Dal gölünün kıyısında, yüzlerce siz sandal deyin ben tekne, gondolların başlarında birer kayıkçı “hoppp bizi gondollara ikişer ikişer bindirdiler. Başlıyorlar küreği çekmeye. İlginç olan tek taraflı kürek çekmelerine karşın sandal istediği yöne götürebiliyor. Mutlaka bir püf noktası vardır. Ama ben çevredeki gölün kenarındaki otel, pansiyon, bakkal, mağaza ve villaları seyretmekten anlayamadım. Uzaktan gölün üzerinde çer çöp birikmiş kirlenmiş görüntüsü veren binlerce yeşil gri görüntülerin yanına yaklaştığımızda Nilüfer çiçeği, çayırı yada bahçeleri olduğunu anladık. Yarım saatlik göl üstünde tekne turundan sonra pazar yerine geldik. Rengarenk gondollar burun buruna yan yana ha dokundu ha dokunacaklar. Çiçek satan mı? Biber, salatalık, kabak ne ararsan sandalların üzerinde.
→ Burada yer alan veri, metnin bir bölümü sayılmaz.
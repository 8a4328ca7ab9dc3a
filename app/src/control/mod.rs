mod engine;
mod override_window;

pub use engine::{Action, ControlDecision, ControlledSetpoints, DecisionReason, SETPOINT_EPSILON, decide};
pub use override_window::OverrideTracker;

use chrono::{DateTime, Duration, Utc};
use serde::Serialize;
use tokio::sync::watch;

use crate::adapter::controlmyspa::ControlMySpaClient;
use crate::adapter::porssari::{PorssariClient, ScheduleHour};
use crate::core::error::{ControlError, Result};
use crate::core::{DeviceSnapshot, PriceInstruction};
use crate::settings::ControlSettings;

/// Latest snapshot and decision, published for the status page. Replaced as a
/// whole on every successful tick, readers never see partial state.
#[derive(Debug, Clone, Serialize)]
pub struct ControlStatus {
    pub snapshot: DeviceSnapshot,
    pub price: PriceInstruction,
    pub decision: ControlDecision,
    pub override_until: Option<DateTime<Utc>>,
    pub schedule: Vec<ScheduleHour>,
    pub updated_at: DateTime<Utc>,
}

/// Periodic driver: polls the price signal and the spa, runs the decision
/// engine and applies the outcome. All I/O happens here, at the boundary.
pub struct ControlRunner {
    poll_interval: std::time::Duration,
    setpoints: ControlledSetpoints,
    tracker: OverrideTracker,
    price_client: PorssariClient,
    spa_client: ControlMySpaClient,
    status_tx: watch::Sender<Option<ControlStatus>>,
}

impl ControlRunner {
    pub fn new(
        settings: &ControlSettings,
        price_client: PorssariClient,
        spa_client: ControlMySpaClient,
        status_tx: watch::Sender<Option<ControlStatus>>,
    ) -> Self {
        let setpoints = ControlledSetpoints {
            low: settings.temp_low.into(),
            high: settings.temp_high.into(),
            manual_override: settings.temp_override.map(Into::into),
        };

        Self {
            poll_interval: std::time::Duration::from_secs(settings.poll_interval_s),
            setpoints,
            tracker: OverrideTracker::new(Utc::now(), Duration::seconds(settings.override_duration_s as i64)),
            price_client,
            spa_client,
            status_tx,
        }
    }

    pub async fn run(mut self) {
        //first tick runs immediately, so control starts right after the
        //first successful fetch
        loop {
            if let Err(e) = self.tick(Utc::now()).await {
                tracing::warn!("Control tick failed, retrying: {:?}", e);
            }

            let delay = tick_delay(self.poll_interval, self.price_client.has_schedule());
            tokio::time::sleep(delay).await;
        }
    }

    async fn tick(&mut self, now: DateTime<Utc>) -> Result<()> {
        let price = self
            .price_client
            .current_instruction(now)
            .await
            .map_err(ControlError::SourceUnavailable)?;

        let snapshot = self
            .spa_client
            .snapshot()
            .await
            .map_err(ControlError::DeviceUnavailable)?;

        let decision = decide(now, price, &snapshot, &self.setpoints, &mut self.tracker);

        tracing::info!(
            "Decision {:?} (price {:?}, reported {:?}, measured {:?})",
            decision,
            price,
            snapshot.reported_setpoint,
            snapshot.measured_temperature
        );

        let applied = self.apply(&decision, &snapshot).await;

        let status = ControlStatus {
            snapshot,
            price,
            decision,
            override_until: self.tracker.active_until(now),
            schedule: self.price_client.schedule_hours(),
            updated_at: now,
        };

        if self.status_tx.send(Some(status)).is_err() {
            tracing::warn!("Status receiver gone, nobody is watching");
        }

        applied
    }

    /// Applies a decision to the device. A failed write leaves all state
    /// untouched, the engine re-derives the write on the next tick.
    async fn apply(&self, decision: &ControlDecision, snapshot: &DeviceSnapshot) -> Result<()> {
        match decision.action {
            Action::Write(target) => self
                .spa_client
                .set_setpoint(target)
                .await
                .map_err(ControlError::WriteFailed),

            //The kill-switch value is applied outside the decision engine: it
            //is not one of the two automation setpoints
            Action::Noop if decision.reason == DecisionReason::OverrideManualKill => {
                let Some(target) = self.setpoints.manual_override else {
                    return Ok(());
                };

                let already_set = snapshot
                    .reported_setpoint
                    .map(|reported| reported.approx_eq(&target, SETPOINT_EPSILON))
                    .unwrap_or(false);

                if already_set {
                    return Ok(());
                }

                self.spa_client
                    .set_setpoint(target)
                    .await
                    .map_err(ControlError::WriteFailed)
            }

            Action::Noop => Ok(()),
        }
    }
}

const BOOTSTRAP_RETRY_INTERVAL: std::time::Duration = std::time::Duration::from_secs(60);

/// Time until the next tick. While no schedule has ever been fetched the spa
/// is completely uncontrolled, so retry well before the normal poll interval.
fn tick_delay(poll_interval: std::time::Duration, has_schedule: bool) -> std::time::Duration {
    if has_schedule {
        poll_interval
    } else {
        BOOTSTRAP_RETRY_INTERVAL.min(poll_interval)
    }
}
Benim çocukluğumda Burdur Gölhisar Pırnaz Yaylasında Deli Pazarı kurulurdu. Çocukken bize çok renkli çok coşkulu gelirdi. Dal gölündeki pazar bana çocukluğumu anımsattı. Yaklaşan bir gondol yöresel bir sabah çayını uzatmış. Reddetmek olmaz. Alıp içiyoruz. Bir başka gondol yanaşmış yörenin en güzel çiçekleriyle dolmuş teknesinde bir demeti Dr Sarenur (Gökben) Hanıma uzatıyor. Bir başka güzellik de tüm pansiyon, villaların alınlarında dünyanın ünlü yapı, film ve sanatçıların isimlerini taşıyor. Beyaz Saray, Tac Mahal vb.
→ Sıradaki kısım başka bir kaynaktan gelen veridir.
use std::collections::HashMap;

use anyhow::Context;
use chrono::{DateTime, Duration, Timelike, Utc};
use infrastructure::HttpClientConfig;
use reqwest_middleware::ClientWithMiddleware;
use serde::{Deserialize, Serialize};

use crate::core::PriceInstruction;

const REQUEST_TIMEOUT_S: u64 = 10;

#[derive(Debug, Clone, Deserialize)]
pub struct PorssariConfig {
    pub base_url: String,
    pub device_mac: String,
    #[serde(default = "default_client_id")]
    pub client_id: String,
}

fn default_client_id() -> String {
    "controlmyspa-porssari-1".to_owned()
}

/// Client for the porssari.fi control API. The last good schedule is kept in
/// memory so the spa stays controlled through a temporary outage of the
/// price service.
pub struct PorssariClient {
    client: ClientWithMiddleware,
    config: PorssariConfig,
    last_schedule: Option<ControlSchedule>,
}

impl PorssariClient {
    pub fn new(config: &PorssariConfig) -> anyhow::Result<Self> {
        let client = HttpClientConfig::new(None, REQUEST_TIMEOUT_S).new_tracing_client()?;

        Ok(Self {
            client,
            config: config.clone(),
            last_schedule: None,
        })
    }

    pub async fn current_instruction(&mut self, now: DateTime<Utc>) -> anyhow::Result<PriceInstruction> {
        match self.fetch_controls().await {
            Ok(schedule) => {
                tracing::debug!(
                    "Got price schedule covering {} hours (server timestamp {})",
                    schedule.metadata.hours_count,
                    schedule.metadata.timestamp
                );
                self.last_schedule = Some(schedule);
            }
            Err(e) => {
                if self.last_schedule.is_none() {
                    return Err(e);
                }
                tracing::warn!("Price schedule fetch failed, using cached schedule: {:?}", e);
            }
        }

        match &self.last_schedule {
            Some(schedule) => Ok(schedule.instruction_at(now)),
            None => anyhow::bail!("no price schedule available"),
        }
    }

    /// False until the first schedule has been fetched successfully.
    pub fn has_schedule(&self) -> bool {
        self.last_schedule.is_some()
    }

    pub fn schedule_hours(&self) -> Vec<ScheduleHour> {
        self.last_schedule.as_ref().map(ControlSchedule::hours).unwrap_or_default()
    }

    async fn fetch_controls(&self) -> anyhow::Result<ControlSchedule> {
        let response = self
            .client
            .get(format!("{}/getcontrols.php", self.config.base_url))
            .query(&[
                ("device_mac", self.config.device_mac.as_str()),
                ("client", self.config.client_id.as_str()),
            ])
            .send()
            .await?
            .error_for_status()?;

        response.json().await.context("Error parsing control schedule")
    }
}

/// One fetched schedule: per local hour of the covered day(s), "1" means
/// cheap electricity (heat), "0" means expensive (idle).
#[derive(Debug, Clone, Deserialize)]
pub struct ControlSchedule {
    #[serde(rename = "Metadata")]
    metadata: ScheduleMetadata,
    #[serde(rename = "Channel1")]
    channel: HashMap<String, String>,
}

#[derive(Debug, Clone, Deserialize)]
struct ScheduleMetadata {
    #[serde(rename = "Timestamp")]
    timestamp: String,
    #[serde(rename = "Timestamp_offset")]
    timestamp_offset: String,
    #[serde(rename = "Hours_count")]
    hours_count: u32,
}

#[derive(Debug, Clone, Copy, PartialEq, Eq, Serialize)]
pub struct ScheduleHour {
    pub hour: u32,
    pub instruction: PriceInstruction,
}

impl ControlSchedule {
    /// Instruction for the local hour at `now`. Hours are keyed in the
    /// schedule's local time, derived from the metadata UTC offset. A missing
    /// hour defaults to idle.
    pub fn instruction_at(&self, now: DateTime<Utc>) -> PriceInstruction {
        let offset_s = match self.metadata.timestamp_offset.parse::<i64>() {
            Ok(offset) => offset,
            Err(_) => {
                tracing::warn!("Unparseable schedule offset {:?}, assuming UTC", self.metadata.timestamp_offset);
                0
            }
        };

        let local_hour = (now + Duration::seconds(offset_s)).hour();

        match self.channel.get(&local_hour.to_string()).map(String::as_str) {
            Some("0") | None => PriceInstruction::Idle,
            Some(_) => PriceInstruction::Heat,
        }
    }

    pub fn hours(&self) -> Vec<ScheduleHour> {
        let mut hours: Vec<ScheduleHour> = self
            .channel
            .iter()
            .filter_map(|(hour, command)| {
                let hour = hour.parse().ok()?;
                let instruction = if command == "0" {
                    PriceInstruction::Idle
                } else {
                    PriceInstruction::Heat
                };
                Some(ScheduleHour { hour, instruction })
            })
            .collect();

        hours.sort_by_key(|h| h.hour);
        hours
    }
}
use config::{Config, ConfigError, Environment, File};
use infrastructure::{HttpServerConfig, MonitoringConfig};
use serde::Deserialize;

#[derive(Debug, Deserialize)]
pub struct Settings {
    pub monitoring: MonitoringConfig,
    pub http_server: HttpServerConfig,
    pub porssari: crate::adapter::porssari::PorssariConfig,
    pub controlmyspa: crate::adapter::controlmyspa::ControlMySpaConfig,
    pub control: ControlSettings,
}

impl Settings {
    pub fn new() -> Result<Self, ConfigError> {
        let builder = Config::builder()
            .add_source(File::with_name("config.toml").required(false))
            .add_source(Environment::default().separator("__").list_separator(","));

        let s = builder.build()?;
        s.try_deserialize()
    }
}

#[derive(Debug, Deserialize, Clone)]
pub struct ControlSettings {
    pub temp_low: f64,
    pub temp_high: f64,
    pub temp_override: Option<f64>,
    pub override_duration_s: u64,
    pub poll_interval_s: u64,
}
2 saatlik sabah pazarından sonra otelde kahvaltımızı yapıp. Teleferiklerle Himalayalara çıkacağız. Yine bir anons “Sakın pasaportlarınızı yanınıza almayı unutmayın”. Her yerde asker ve güvenlik ekipleri silahlı hazır bekliyorlar. Meğer Budistlerin Haç zamanı olduğu için her yerde güvenlik önlemleri arttırılmış.
Biz Türkiye’de Haziran ve Temmuz sıcaklarından bunaldığımız için yükseklere çıktığımızda içimize serinlik gelmesi hoşumuza gitti. Yine jiplerimize bindik ver elini Himalaya sırtları.
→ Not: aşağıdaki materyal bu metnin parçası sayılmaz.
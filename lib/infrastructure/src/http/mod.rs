pub mod client;
pub mod server;
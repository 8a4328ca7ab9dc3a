pub mod error;
pub mod unit;

use serde::Serialize;

use unit::DegreeCelsius;

/// Price-based directive for the current hour: cheap electricity means heat,
/// expensive means idle at the low setpoint.
#[derive(Debug, Clone, Copy, PartialEq, Eq, Serialize)]
pub enum PriceInstruction {
    Heat,
    Idle,
}

/// What the device reported when it was last polled. Either value may be
/// missing, the cloud API omits them while the spa is unreachable.
#[derive(Debug, Clone, Copy, Default, PartialEq, Serialize)]
pub struct DeviceSnapshot {
    pub reported_setpoint: Option<DegreeCelsius>,
    pub measured_temperature: Option<DegreeCelsius>,
}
Zirveye çıkmak için üç kademeli yani üç duraklı bir teleferik sistemi var. Biz ilk ikisine binerek 3950 m rakıma çıktık. Artık bulutlar bizlerle yanyana. Hani elini uzatsan yakalayacaksın. Teleferiğin ikinci kademesinde yani Apharwat tepesinde yamaçlarda epey kar var. Oksijen az olduğu için karların yanına çıkmak istenmedi. Sado gel biz çıkalım dediyse de toplu fotoğraf çekilecek denince vazgeçtik. Bize yol gösteren rehber kuzey batı tarafını “Baltistan”ı gösterirken grup fotoğraflarını da çektirdik.
Hindistanlılar doğaya ait ne varsa sahip çıkıyorlar, koruyorlar ya bizimkiler? Dün yani 06 Ağustos Pazar günü Milas Akbelen Orman talanını protesto mitingine katıldım. O güzelim ormandan bir toru bile bırakmamışlar. Binlerce protestocu Limak ve ekibine lanet okudu. Yazık ki ne yazık..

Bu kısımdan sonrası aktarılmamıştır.